The PQ government has already begun to waffle on its promise to provide jobs to all federal public servants in Quebec. In the draft bill on sovereignty, the PQ government only says it will "give priority" to employees of the Government of Canada and its agencies who reside in Quebec in making appointments to its own public service. This is a far cry from a job guarantee.

For Canada, secession negotiations must define Quebeckers working for the federal government in the broadest way possible and make sure that the job offers go out to all Quebec residents working for the federal government, no matter where. This is the least that Canada can do for the thousands of Quebeckers who have worked loyally for it over the years. As for Ontarians working at departmental headquarters in Hull, they would presumably keep their jobs, which would move back across the river to Canada. The federal government should also demand that Quebec bear the cost of severance for any federal employees who choose to leave government rather than take a Quebec government job.


Quebeckers have spent a considerable amount of time figuring out how to compensate the Outaouais for the inevitable loss of jobs after sovereignty, suggesting everything from moving Quebec agencies from Quebec City to adding hospital beds and university spaces in Hull to make sure Quebeckers don't have to "humiliate" themselves by travelling to Ottawa to get medical treatment or to study. This is a problem for Quebec taxpayers. Of more concern to Canadians are the other proposals to save jobs for Quebeckers after independence at our expense.

Maurice St.-Germain, an economist at the University of Ottawa who studied the future of the Hull region in 1992, suggests that the flow of workers between Ontario and Quebec be allowed to continue uninterrupted after separation. "Border workers could retain their respective jobs and cross the Ottawa River every day in both directions, like Canadians and Americans crossing between Windsor and Detroit, or Europeans between the different countries of Europe..."

A scorched earth policy between Canada and Quebec won't help anyone. Labour mobility should remain as free as practicable between the two sovereign states, although, as St.-Germain implies, some border controls are probably inevitable. But what he fails to recognize is that freedom of movement for private-sector workers is one thing, cross-border commuting by public servants is another. The U.S. government bans non-citizens from holding public service Jobs, as do most major industrialized countries. In the European Community, strict citizenship requirements are still in place when it comes to working in the public services of national governments, even though there is barrier-free mobility for other workers. Hordes of Germans aren't crossing the border every day to work in the French public service. The French wouldn't tolerate it for a minute.

St.-Germain, echoing a PQ promise, also suggests that Hull be the site of any so-called "supranational" agencies to emerge from a new economic union between Quebec and Canada, such as a joint customs administration. These agencies would be costly and unnecessary. Canada and the United States operate the biggest two-way trading relationship in the world and have no supranational bureaucracy. The same should be true of Canada and a sovereign Quebec. Even if there were any such agencies, Hull should get only a share of jobs proportional to Quebec's importance in any such relationship with Canada--about one-quarter.

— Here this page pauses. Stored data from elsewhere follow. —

use crate::FiredTimer;
use core_types::{Millis, TimerId, WidgetId};
use std::collections::{BTreeMap, HashMap};

/// Earliest-deadline-first timer queue; equal deadlines fire in arming order.
#[derive(Clone, Debug, Default)]
pub struct TimerQueue {
    next_seq: u64,
    // (deadline, seq) -> owner. `seq` doubles as the TimerId.
    by_deadline: BTreeMap<(Millis, u64), WidgetId>,
    deadlines: HashMap<TimerId, Millis>,
}

impl TimerQueue {
    pub fn new() -> Self {
        Self::default()
    }

    pub fn push(&mut self, owner: WidgetId, deadline: Millis) -> TimerId {
        let seq = self.next_seq;
        self.next_seq += 1;
        let id = TimerId(seq);
        self.by_deadline.insert((deadline, seq), owner);
        self.deadlines.insert(id, deadline);
        id
    }

    pub fn cancel(&mut self, id: TimerId) -> bool {
        let Some(deadline) = self.deadlines.remove(&id) else {
            return false;
        };
        self.by_deadline.remove(&(deadline, id.0)).is_some()
    }

    /// Drop every timer armed on behalf of `owner`.
    pub fn cancel_owned_by(&mut self, owner: WidgetId) -> usize {
        let doomed: Vec<(Millis, u64)> = self
            .by_deadline
            .iter()
            .filter(|(_, o)| **o == owner)
            .map(|(key, _)| *key)
            .collect();
        for key in &doomed {
            self.by_deadline.remove(key);
            self.deadlines.remove(&TimerId(key.1));
        }
        doomed.len()
    }

    pub fn peek_deadline(&self) -> Option<Millis> {
        self.by_deadline.keys().next().map(|(deadline, _)| *deadline)
    }

    /// Pop the earliest timer if it is due at `now`.
    pub fn pop_due(&mut self, now: Millis) -> Option<FiredTimer> {
        let (&(deadline, seq), _) = self.by_deadline.first_key_value()?;
        if deadline > now {
            return None;
        }
        let owner = self.by_deadline.remove(&(deadline, seq))?;
        let id = TimerId(seq);
        self.deadlines.remove(&id);
        Some(FiredTimer {
            id,
            owner,
            deadline,
        })
    }

    pub fn contains(&self, id: TimerId) -> bool {
        self.deadlines.contains_key(&id)
    }

    pub fn len(&self) -> usize {
        self.deadlines.len()
    }

    pub fn is_empty(&self) -> bool {
        self.deadlines.is_empty()
    }
}
//! # input_core
//!
//! The native text-entry control that a widget wraps.
//!
//! [`TextControl`] holds the editable value, caret, selection, class list and
//! the listener arena of the control. User interactions are modelled as
//! [`UserAction`]s; applying one edits the control and yields the native
//! [`bus::DomEvent`] sequence a browser control would dispatch for it.
//!
//! Nothing here knows about sessions, timers or relays. Callers decide which
//! listeners see which events.

mod action;
mod class_list;
mod control;
mod text;

pub use action::{CompositionPhase, PointerAction, UserAction};
pub use class_list::ClassList;
pub use control::TextControl;

pub use text::{
    clamp_to_char_boundary, filter_single_line, next_cursor_boundary, prev_cursor_boundary,
};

The Public Service Alliance of Canada, the biggest federal public service union, has already done a lot of thinking on the sovereignty issue. The union has set up a Quebec wing based in Montreal that covers 35,000 federal public servants in the province. Joane Hurens, vice-president of PSAC-Quebec, is sympathetic to the PQ but she's worried about the fate of her Quebec members. "If there's sovereignty, we'll adjust and we'll work with the new government." Yet she admits that there's a clear contradiction between the Parti Quebecois's promise to eliminate what it claims is costly duplication and overlap between the federal and provincial governments and its simultaneous vow to offer job guarantees to all federal civil servants in Quebec.

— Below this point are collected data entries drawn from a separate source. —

//! Attribute-driven configuration.

use std::fmt;
use std::str::FromStr;
use thiserror::Error;

pub const DELAY_ATTR: &str = "delay";
pub const CLASS_ATTR: &str = "class";

/// Quiet period, in milliseconds, before an open session ends.
#[derive(Clone, Copy, Debug, Default, PartialEq, Eq, PartialOrd, Ord, Hash)]
pub struct DelayMs(pub u32);

impl DelayMs {
    pub const ZERO: DelayMs = DelayMs(0);

    pub fn is_zero(self) -> bool {
        self.0 == 0
    }

    pub fn as_millis(self) -> u64 {
        u64::from(self.0)
    }
}

impl fmt::Display for DelayMs {
    fn fmt(&self, f: &mut fmt::Formatter<'_>) -> fmt::Result {
        write!(f, "{}ms", self.0)
    }
}

#[derive(Debug, Error, PartialEq, Eq)]
pub enum DelayError {
    #[error("delay is empty")]
    Empty,
    #[error("delay {0:?} is negative")]
    Negative(String),
    #[error("delay {0:?} is not an integer")]
    NotAnInteger(String),
}

impl FromStr for DelayMs {
    type Err = DelayError;

    /// Strict parse: optional surrounding ASCII whitespace, optional `+`,
    /// decimal digits only. Values past `u32::MAX` saturate.
    fn from_str(s: &str) -> Result<Self, Self::Err> {
        let trimmed = s.trim_ascii();
        if trimmed.is_empty() {
            return Err(DelayError::Empty);
        }
        if trimmed.starts_with('-') {
            return Err(DelayError::Negative(trimmed.to_string()));
        }
        let digits = trimmed.strip_prefix('+').unwrap_or(trimmed);
        if digits.is_empty() || !digits.bytes().all(|b| b.is_ascii_digit()) {
            return Err(DelayError::NotAnInteger(trimmed.to_string()));
        }
        let value = digits.bytes().fold(0u32, |acc, b| {
            acc.saturating_mul(10).saturating_add(u32::from(b - b'0'))
        });
        Ok(DelayMs(value))
    }
}

/// Read the `delay` attribute. Missing or malformed values (negative ones
/// included) mean no debounce.
pub fn parse_delay(raw: Option<&str>) -> DelayMs {
    let Some(raw) = raw else {
        return DelayMs::ZERO;
    };
    match raw.parse::<DelayMs>() {
        Ok(delay) => delay,
        Err(err) => {
            log::debug!(target: "widget.config", "{err}; falling back to 0ms");
            DelayMs::ZERO
        }
    }
}
use crate::config::{CLASS_ATTR, DELAY_ATTR, DelayMs, parse_delay};
use crate::lifecycle::{CustomElement, WidgetCtx};
use crate::relay::EventRelay;
use crate::session::{SessionMachine, SessionState};
use bus::{DomEvent, ListenerId, NativeEventKind, OutwardEvent};
use core_types::{TimerId, WidgetId};
use input_core::{TextControl, UserAction};

/// Text input that reports typing sessions and mirrors its inner control's events.
///
/// To outside observers it behaves like the native control itself, plus two
/// derived events: `session-started` and `session-ended`.
#[derive(Debug)]
pub struct SessionInput {
    id: WidgetId,
    control: TextControl,
    session: SessionMachine,
    relay: EventRelay,
    /// Primary `input` listener feeding the session machine; `Some` while connected.
    change_listener: Option<ListenerId>,
}

impl SessionInput {
    pub fn new(id: WidgetId) -> Self {
        Self {
            id,
            control: TextControl::new(),
            session: SessionMachine::new(id),
            relay: EventRelay::new(),
            change_listener: None,
        }
    }

    pub fn value(&self) -> &str {
        self.control.value()
    }

    /// Replace the text without starting or ending a session.
    pub fn set_value(&mut self, value: impl Into<String>) {
        self.control.set_value(value);
    }

    pub fn delay(&self) -> DelayMs {
        self.session.delay()
    }

    pub fn session_state(&self) -> SessionState {
        self.session.state()
    }

    pub fn control(&self) -> &TextControl {
        &self.control
    }

    pub fn is_connected(&self) -> bool {
        self.change_listener.is_some()
    }

    /// Apply a user interaction to the inner control and deliver the native
    /// events it produced.
    pub fn interact(&mut self, action: UserAction, ctx: &mut WidgetCtx<'_>) {
        for event in self.control.apply(action) {
            self.dispatch_native(&event, ctx);
        }
    }

    /// Deliver one native event to the listeners installed on the inner control.
    pub fn dispatch_native(&mut self, event: &DomEvent, ctx: &mut WidgetCtx<'_>) {
        let listeners: Vec<ListenerId> = self
            .control
            .listeners()
            .listeners_for(event.kind)
            .collect();
        for id in listeners {
            if self.change_listener == Some(id) {
                self.on_raw_change(ctx);
            } else if let Some(route) = self.relay.route(id) {
                let relayed = self.relay.forward(route, event);
                ctx.emit(self.id, OutwardEvent::Native(relayed));
            }
        }
    }

    fn on_raw_change(&mut self, ctx: &mut WidgetCtx<'_>) {
        let emitted = self
            .session
            .on_raw_change(self.control.value(), &mut *ctx.scheduler);
        for event in emitted {
            ctx.emit(self.id, OutwardEvent::Session(event));
        }
    }
}

impl CustomElement for SessionInput {
    const OBSERVED_ATTRIBUTES: &'static [&'static str] = &[DELAY_ATTR, CLASS_ATTR];

    fn create(id: WidgetId) -> Self {
        Self::new(id)
    }

    fn connected(&mut self, _ctx: &mut WidgetCtx<'_>) {
        if self.is_connected() {
            log::warn!(target: "widget", "{} connected twice", self.id);
            return;
        }
        // Installed before the relay: session signals precede the relayed `input`.
        let listeners = self.control.listeners_mut();
        self.change_listener = Some(listeners.add_listener(NativeEventKind::Input));
        self.relay.attach(listeners);
        log::debug!(target: "widget", "{} connected", self.id);
    }

    fn disconnected(&mut self, ctx: &mut WidgetCtx<'_>) {
        let listeners = self.control.listeners_mut();
        if let Some(id) = self.change_listener.take() {
            listeners.remove_listener(id);
        }
        self.relay.detach(listeners);
        self.session.reset(&mut *ctx.scheduler);
        log::debug!(target: "widget", "{} disconnected", self.id);
    }

    fn attribute_changed(
        &mut self,
        name: &str,
        _old: Option<&str>,
        new: Option<&str>,
        _ctx: &mut WidgetCtx<'_>,
    ) {
        match name {
            DELAY_ATTR => self.session.configure(parse_delay(new)),
            CLASS_ATTR => match new {
                Some(classes) => self.control.set_class_list(classes),
                None => self.control.clear_class_list(),
            },
            other => log::trace!(target: "widget", "{}: ignoring attribute {other}", self.id),
        }
    }

    fn timer_fired(&mut self, timer: TimerId, ctx: &mut WidgetCtx<'_>) {
        if let Some(event) = self.session.on_timer(timer, self.control.value()) {
            ctx.emit(self.id, OutwardEvent::Session(event));
        }
    }
}
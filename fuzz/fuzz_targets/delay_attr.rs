#![no_main]

use libfuzzer_sys::fuzz_target;
use widget::{DelayMs, parse_delay};

fuzz_target!(|data: &[u8]| {
    let Ok(raw) = std::str::from_utf8(data) else {
        return;
    };
    let lenient = parse_delay(Some(raw));
    match raw.parse::<DelayMs>() {
        Ok(strict) => assert_eq!(strict, lenient),
        Err(_) => assert_eq!(lenient, DelayMs::ZERO),
    }
});
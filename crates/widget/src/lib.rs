//! # widget
//!
//! A text input element that wraps a native control ([`input_core::TextControl`])
//! and adds debounced typing-session notifications.
//!
//! - [`SessionMachine`] turns raw `input` events into `session-started` /
//!   `session-ended` signals, debounced by the `delay` attribute.
//! - [`EventRelay`] mirrors the control's interaction events on the element so
//!   it can stand in for the native control.
//! - [`SessionInput`] wires both to the host through the [`CustomElement`] hooks.

mod config;
mod element;
mod lifecycle;
mod relay;
mod session;

pub use config::{CLASS_ATTR, DELAY_ATTR, DelayError, DelayMs, parse_delay};
pub use element::SessionInput;
pub use lifecycle::{CustomElement, WidgetCtx};
pub use relay::{EventRelay, RelayRoute};
pub use session::{Emitted, SessionMachine, SessionState};
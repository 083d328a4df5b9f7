use crate::clock::Clock;
use crate::queue::TimerQueue;
use crate::{FiredTimer, Scheduler};
use core_types::{Millis, TimerId, WidgetId};

/// Drives a [`TimerQueue`] against a [`Clock`].
///
/// Callbacks run one at a time on the calling thread and receive the loop
/// itself, so they can arm or clear timers while the loop is running.
#[derive(Debug)]
pub struct EventLoop<C> {
    clock: C,
    timers: TimerQueue,
}

impl<C: Clock> EventLoop<C> {
    pub fn new(clock: C) -> Self {
        Self {
            clock,
            timers: TimerQueue::new(),
        }
    }

    pub fn next_deadline(&self) -> Option<Millis> {
        self.timers.peek_deadline()
    }

    pub fn pending(&self) -> usize {
        self.timers.len()
    }

    pub fn cancel_owned_by(&mut self, owner: WidgetId) -> usize {
        self.timers.cancel_owned_by(owner)
    }

    /// Fire every timer due at or before `until`, then move the clock to `until`.
    ///
    /// Timers armed by a callback fire in the same call if their deadline is
    /// still inside the window. Returns the number of timers fired.
    pub fn run_until<F>(&mut self, until: Millis, mut on_fire: F) -> usize
    where
        F: FnMut(FiredTimer, &mut Self),
    {
        let mut fired = 0;
        while let Some(deadline) = self.timers.peek_deadline()
            && deadline <= until
        {
            self.clock.wait_until(deadline);
            let Some(timer) = self.timers.pop_due(self.clock.now()) else {
                break;
            };
            log::trace!(
                target: "runtime_timer",
                "{} fired at {} for {}",
                timer.id,
                timer.deadline,
                timer.owner
            );
            on_fire(timer, self);
            fired += 1;
        }
        self.clock.wait_until(until);
        fired
    }

    pub fn advance<F>(&mut self, ms: Millis, on_fire: F) -> usize
    where
        F: FnMut(FiredTimer, &mut Self),
    {
        let until = self.clock.now().saturating_add(ms);
        self.run_until(until, on_fire)
    }
}

impl<C: Clock> Scheduler for EventLoop<C> {
    fn now(&self) -> Millis {
        self.clock.now()
    }

    fn set_timeout(&mut self, owner: WidgetId, delay: Millis) -> TimerId {
        let deadline = self.clock.now().saturating_add(delay);
        let id = self.timers.push(owner, deadline);
        log::trace!(target: "runtime_timer", "{id} armed for {owner}, due at {deadline}");
        id
    }

    fn clear_timeout(&mut self, id: TimerId) -> bool {
        let cleared = self.timers.cancel(id);
        if cleared {
            log::trace!(target: "runtime_timer", "{id} cleared");
        }
        cleared
    }
}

Hurens worries least about the fate of her members who fulfill tasks that would be equally essential in a separate Quebec. They include federal employees such as food inspectors, penitentiary workers and officials administering unemployment insurance. She even jokes that Quebec would have even more borders to patrol than it has now, and federal customs inspectors already wear blue uniforms. "All you'd need to do is change their maple leaf crests for fleur-de-lis ones."

She's a lot more preoccupied about the employees who work in the headquarters of ministries and agencies located in the National Capital Region as well as in facilities like the national cheque processing centre in Matane, Quebec. These officials are in jobs that depend on a nationwide mandate and would see their raison d'etre disappear with independence. Hurens is particularly sensitive to this issue because half her members live in the Hull region and occupy just those types of jobs. Another vulnerable group consists of Revenue Canada employees living in Quebec, whose jobs are largely duplicated by employees of Revenue Quebec, but she hopes their positions will be safe, at least through a transition phase, because governments are desperate for tax revenue. Quebec taxpayers, take heed.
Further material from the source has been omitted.